The final chapter in Dr. George Sheehan’s classic running book Running & Being: The Total Experience is entitled “Seeing.” I have always been taken by both this title and where Sheehan takes the conversation at the end of his inspiring masterpiece. Sheehan concludes – after 200 pages of ruminating and expounding – that the goal of life, and thus of running – the great metaphor for life – is to see.

Sheehan begins this final chapter by convincing the convert that we were not made to be spectators. Sure, we might copy the greats at first in order to emulate and to learn from them, but eventually we each “must go it alone.”

Then, Sheehan follows the emotions – and physical challenges – of his daily run, which had been multiplied innumerable times throughout his lengthy running life. Before the run, “I am all Cartesian,” explains the cardiologist. He is only machine – a means to an end, unthinking and all physical. As he begins the run, he becomes his body and his body is him. Although his greatest goal is to plumb the depths of the universe, to uncover life’s meaning, at this early moment in the run, he just gasps and lurches – occupied by his physicality, unable to ponder.

But mysteriously, he reaches cruising speed – what he calls a “second wind” – and his running becomes easy and mindless. “It has become play,” the guru elicits. He has reached a high level of being in achieving this sense of play — and he has written extensively about this goal and phase of running, available to each who sets out the door to transform from spectator to participant. But, running and living demand effort and struggle, and this blissful play is ephemeral. It lasts but a fleeting quarter hour.

“Being human, it seems, is more than enjoyment, more than pleasure. Life is also pain. And because of that, it is perplexity, essential and continual perplexity.”

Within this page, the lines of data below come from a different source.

//! 缺页统计
//!
//! 全局计数器，只在缺页路径上递增，供调试和 procfs 之类的接口读取。

use core::sync::atomic::{AtomicUsize, Ordering};

static COW_COPIES: AtomicUsize = AtomicUsize::new(0);
static COW_SHORTCUTS: AtomicUsize = AtomicUsize::new(0);
static ZERO_FILLS: AtomicUsize = AtomicUsize::new(0);
static OUT_OF_MEMORY: AtomicUsize = AtomicUsize::new(0);

/// 缺页统计快照
#[derive(Debug, Clone, Copy, Default, PartialEq, Eq)]
pub struct FaultStats {
    /// 复制了页内容的 COW 缺页
    pub cow_copies: usize,
    /// 唯一持有者直接接管页面、无需复制的 COW 缺页
    pub cow_shortcuts: usize,
    /// 零页缺页
    pub zero_fills: usize,
    /// 因内存不足而失败的缺页
    pub out_of_memory: usize,
}

/// 读取当前统计
pub fn fault_stats() -> FaultStats {
    FaultStats {
        cow_copies: COW_COPIES.load(Ordering::Relaxed),
        cow_shortcuts: COW_SHORTCUTS.load(Ordering::Relaxed),
        zero_fills: ZERO_FILLS.load(Ordering::Relaxed),
        out_of_memory: OUT_OF_MEMORY.load(Ordering::Relaxed),
    }
}

pub(super) fn incr_cow_copy() {
    COW_COPIES.fetch_add(1, Ordering::Relaxed);
}

pub(super) fn incr_cow_shortcut() {
    COW_SHORTCUTS.fetch_add(1, Ordering::Relaxed);
}

pub(super) fn incr_zero_fill() {
    ZERO_FILLS.fetch_add(1, Ordering::Relaxed);
}

pub(super) fn incr_out_of_memory() {
    OUT_OF_MEMORY.fetch_add(1, Ordering::Relaxed);
}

Thankfully, though, here comes the third wind. As opposed to the second wind which was all physical-related, this third wind is about the psyche and spirit. It has to do “with the mind and spirit, with joy and peace, with faith and hope, with unity and certainty.” Have you reached this third wind before? If not, perhaps you have not run long enough. There is something about the long run which inevitably brings you out of yourself to yourself anew! Sheehan applauds this heightened state of the runner: “For a time, however brief, there is no confusion. I seem to see things the way they really are. I am in the Kingdom.”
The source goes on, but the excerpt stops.